*** Begin section ***

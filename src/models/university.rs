//! University directory models

use serde::{Deserialize, Serialize};
use std::fmt;
use std::str::FromStr;

/// A university in the directory.
#[derive(Debug, Clone, Serialize, Deserialize)]
pub struct University {
    pub id: i64,
    pub name: String,
    pub location: String,
    /// Acceptance rate in percent
    pub acceptance_rate: f64,
    /// Annual fees in USD
    pub annual_fees: i64,
    pub description: String,
}

/// A student enrolled at (or graduated from) a university.
#[derive(Debug, Clone, Serialize, Deserialize)]
pub struct Student {
    pub id: i64,
    pub university_id: i64,
    pub name: String,
    pub roll_number: String,
    pub degree: String,
    pub batch_year: i32,
    pub course: String,
    pub status: StudentStatus,
    pub profile_picture: Option<String>,
}

/// Enrollment state of a student
#[derive(Debug, Clone, Copy, PartialEq, Eq, Serialize, Deserialize, Default)]
#[serde(rename_all = "lowercase")]
pub enum StudentStatus {
    /// Currently enrolled
    #[default]
    Current,
    /// Graduated
    Passed,
}

impl fmt::Display for StudentStatus {
    fn fmt(&self, f: &mut fmt::Formatter<'_>) -> fmt::Result {
        match self {
            StudentStatus::Current => write!(f, "current"),
            StudentStatus::Passed => write!(f, "passed"),
        }
    }
}

impl FromStr for StudentStatus {
    type Err = anyhow::Error;

    fn from_str(s: &str) -> Result<Self, Self::Err> {
        match s.to_lowercase().as_str() {
            "current" => Ok(StudentStatus::Current),
            "passed" => Ok(StudentStatus::Passed),
            _ => Err(anyhow::anyhow!("Invalid student status: {}", s)),
        }
    }
}

#[cfg(test)]
mod tests {
    use super::*;

    #[test]
    fn test_student_status_round_trip() {
        assert_eq!(StudentStatus::from_str("current").unwrap(), StudentStatus::Current);
        assert_eq!(StudentStatus::from_str("Passed").unwrap(), StudentStatus::Passed);
        assert!(StudentStatus::from_str("alumni").is_err());
        assert_eq!(StudentStatus::Current.to_string(), "current");
    }
}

*** End section ***

INSTRUCTIONS TO FOLLOW. Using the data above, copy each line that contains "Result".

TASK SOLUTION.
    fn fmt(&self, f: &mut fmt::Formatter<'_>) -> fmt::Result {
    fn from_str(s: &str) -> Result<Self, Self::Err> {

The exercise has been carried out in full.